Cyber Security Threat Summary:
Cisco has addressed multiple security vulnerabilities, including a critical bug (CVE-2023-20238), which could be exploited by remote attackers to gain control of affected systems or cause a denial-of-service (DoS) condition. The most severe vulnerability allows an attacker to bypass authentication, potentially leading to unauthorized access and misuse of the system. Additionally, a high-severity flaw (CVE-2023-20243) in the RADIUS message processing feature of Cisco Identity Services Engine could disrupt network access. An unpatched authentication bypass vulnerability (CVE-2023-4498) in Tenda's N300 Wireless N VDSL2 Modem Router also poses risks” (TheHackerNews, 2023). Security Officer Comments:
The critical vulnerability (CVE-2023-20238) in Cisco's BroadWorks platforms allows attackers to forge credentials, potentially enabling toll fraud or unauthorized commands execution. To mitigate this, users must apply the provided fixes. The high-severity flaw (CVE-2023-20243) in Cisco Identity Services Engine disrupts RADIUS packet processing, causing authentication or authorization timeouts. Users should update to secure versions.

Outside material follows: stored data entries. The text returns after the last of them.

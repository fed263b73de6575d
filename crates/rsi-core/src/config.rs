//! Engine configuration
//!
//! Loaded from `rsi.toml` at the workspace root. Every field has a default so
//! a missing file, or a file that only sets a few keys, is valid.
//!
//! ```toml
//! [pipeline]
//! min_confidence = "HIGH"
//!
//! [build]
//! command = ["cargo", "check", "--quiet"]
//! ```

use crate::autofix::ConfidenceLevel;
use crate::error::{Result, RsiError};
use serde::{Deserialize, Serialize};
use std::path::{Path, PathBuf};

/// Default config file name, resolved against the workspace root
pub const DEFAULT_CONFIG_FILE: &str = "rsi.toml";

/// Main engine configuration
#[derive(Debug, Clone, Default, Serialize, Deserialize)]
#[serde(default)]
pub struct RsiConfig {
    /// Where persisted state lives
    pub paths: PathsConfig,

    /// Auto-fix pipeline behaviour
    pub pipeline: PipelineConfig,

    /// Build/type-check collaborator
    pub build: BuildConfig,

    /// Commit identity
    pub git: GitConfig,

    /// Rule activation targets
    pub enforcement: EnforcementConfig,

    /// Pattern and rule synthesis
    pub learning: LearningConfig,

    /// Source discovery for providers
    pub scan: ScanConfig,
}

#[derive(Debug, Clone, Serialize, Deserialize)]
#[serde(default)]
pub struct PathsConfig {
    /// State directory, relative to the workspace root unless absolute
    pub state_dir: PathBuf,
    pub knowledge_file: String,
    pub index_file: String,
    pub ledger_file: String,
    pub feedback_file: String,
    pub custom_rules_file: String,
}

impl Default for PathsConfig {
    fn default() -> Self {
        Self {
            state_dir: PathBuf::from(".rsi"),
            knowledge_file: "knowledge-base.json".to_string(),
            index_file: "knowledge-index.json".to_string(),
            ledger_file: "change-ledger.json".to_string(),
            feedback_file: "feedback-log.json".to_string(),
            custom_rules_file: "custom-rules.json".to_string(),
        }
    }
}

#[derive(Debug, Clone, Serialize, Deserialize)]
#[serde(default)]
pub struct PipelineConfig {
    pub dry_run: bool,
    /// LOW suggestions are skipped when this is MEDIUM or HIGH
    pub min_confidence: ConfidenceLevel,
    /// Run the broad build check before scanning
    pub require_passing_build: bool,
}

impl Default for PipelineConfig {
    fn default() -> Self {
        Self {
            dry_run: false,
            min_confidence: ConfidenceLevel::Medium,
            require_passing_build: true,
        }
    }
}

#[derive(Debug, Clone, Serialize, Deserialize)]
#[serde(default)]
pub struct BuildConfig {
    /// Program and arguments; an empty list disables the check
    pub command: Vec<String>,
}

impl Default for BuildConfig {
    fn default() -> Self {
        Self {
            command: vec!["npx".into(), "tsc".into(), "--noEmit".into()],
        }
    }
}

#[derive(Debug, Clone, Serialize, Deserialize)]
#[serde(default)]
pub struct GitConfig {
    pub author_name: String,
    pub author_email: String,
}

impl Default for GitConfig {
    fn default() -> Self {
        Self {
            author_name: "RSI Auto-Fix".to_string(),
            author_email: "rsi@localhost".to_string(),
        }
    }
}

#[derive(Debug, Clone, Serialize, Deserialize)]
#[serde(default)]
pub struct EnforcementConfig {
    /// Lint-style config receiving AST-selector rules
    pub config_file: PathBuf,
}

impl Default for EnforcementConfig {
    fn default() -> Self {
        Self {
            config_file: PathBuf::from(".eslintrc.js"),
        }
    }
}

#[derive(Debug, Clone, Serialize, Deserialize)]
#[serde(default)]
pub struct LearningConfig {
    /// Only fixes documented within this many days feed synthesis
    pub window_days: i64,
}

impl Default for LearningConfig {
    fn default() -> Self {
        Self { window_days: 7 }
    }
}

#[derive(Debug, Clone, Serialize, Deserialize)]
#[serde(default)]
pub struct ScanConfig {
    pub extensions: Vec<String>,
    /// Names of the built-in providers to register
    pub providers: Vec<String>,
}

impl Default for ScanConfig {
    fn default() -> Self {
        Self {
            extensions: ["ts", "tsx", "js", "jsx", "rs"]
                .iter()
                .map(|s| s.to_string())
                .collect(),
            providers: vec![
                "whitespace".to_string(),
                "debug-statements".to_string(),
                "learned-patterns".to_string(),
            ],
        }
    }
}

/// Absolute locations of every persisted artifact for one workspace
#[derive(Debug, Clone)]
pub struct StatePaths {
    pub root: PathBuf,
    pub state_dir: PathBuf,
    pub knowledge: PathBuf,
    pub index: PathBuf,
    pub ledger: PathBuf,
    pub feedback: PathBuf,
    pub custom_rules: PathBuf,
    pub enforcement_config: PathBuf,
}

impl RsiConfig {
    /// Create a configuration with default values
    pub fn new() -> Self {
        Self::default()
    }

    /// Load from a TOML file; a missing file yields the defaults
    pub fn load(path: impl AsRef<Path>) -> Result<Self> {
        let path = path.as_ref();
        match std::fs::read_to_string(path) {
            Ok(content) => {
                let config = Self::from_toml_str(&content)
                    .map_err(|e| e.context(format!("Reading {}", path.display())))?;
                tracing::debug!("Loaded configuration from {}", path.display());
                Ok(config)
            }
            Err(e) if e.kind() == std::io::ErrorKind::NotFound => {
                tracing::debug!("No configuration at {}, using defaults", path.display());
                Ok(Self::default())
            }
            Err(e) => Err(e.into()),
        }
    }

    /// Parse a TOML document
    pub fn from_toml_str(content: &str) -> Result<Self> {
        toml::from_str(content).map_err(|e| RsiError::Config(e.to_string()))
    }

    /// Apply `RSI_STATE_DIR` and `RSI_MIN_CONFIDENCE` overrides
    pub fn with_env_overrides(mut self) -> Result<Self> {
        if let Ok(dir) = std::env::var("RSI_STATE_DIR") {
            self.paths.state_dir = PathBuf::from(dir);
        }
        if let Ok(level) = std::env::var("RSI_MIN_CONFIDENCE") {
            self.pipeline.min_confidence = level
                .parse()
                .map_err(|e: String| RsiError::Config(format!("RSI_MIN_CONFIDENCE: {}", e)))?;
        }
        Ok(self)
    }

    /// Set dry-run mode
    pub fn with_dry_run(mut self, dry_run: bool) -> Self {
        self.pipeline.dry_run = dry_run;
        self
    }

    /// Set the minimum confidence level
    pub fn with_min_confidence(mut self, level: ConfidenceLevel) -> Self {
        self.pipeline.min_confidence = level;
        self
    }

    /// Set the build/type-check command
    pub fn with_build_command(mut self, command: Vec<String>) -> Self {
        self.build.command = command;
        self
    }

    /// Resolve every artifact path against the workspace root
    pub fn state_paths(&self, root: &Path) -> StatePaths {
        let state_dir = if self.paths.state_dir.is_absolute() {
            self.paths.state_dir.clone()
        } else {
            root.join(&self.paths.state_dir)
        };
        let enforcement_config = if self.enforcement.config_file.is_absolute() {
            self.enforcement.config_file.clone()
        } else {
            root.join(&self.enforcement.config_file)
        };

        StatePaths {
            root: root.to_path_buf(),
            knowledge: state_dir.join(&self.paths.knowledge_file),
            index: state_dir.join(&self.paths.index_file),
            ledger: state_dir.join(&self.paths.ledger_file),
            feedback: state_dir.join(&self.paths.feedback_file),
            custom_rules: state_dir.join(&self.paths.custom_rules_file),
            enforcement_config,
            state_dir,
        }
    }
}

Lastly, the unpatched Tenda modem router vulnerability (CVE-2023-4498) permits unauthorized access to sensitive information, highlighting the need to disable remote administration services and the WAN web interface if a security update is unavailable. Suggested Correction(s):
- For CVE-2023-20238:
Apply security fixes available in versions AP.platform.23.0.1075.ap385341, 2023.06_1.333, and 2023.07_1.332.
- For CVE-2023-20243:
Update to Cisco Identity Services Engine versions 3.1P7 and 3.2P3 to mitigate the RADIUS message processing flaw.
- For CVE-2023-4498:
In the absence of a security update, disable both remote (WAN-side) administration services and the WAN web interface on Tenda's N300 Wireless N VDSL2 Modem Router to prevent unauthorized access to sensitive information.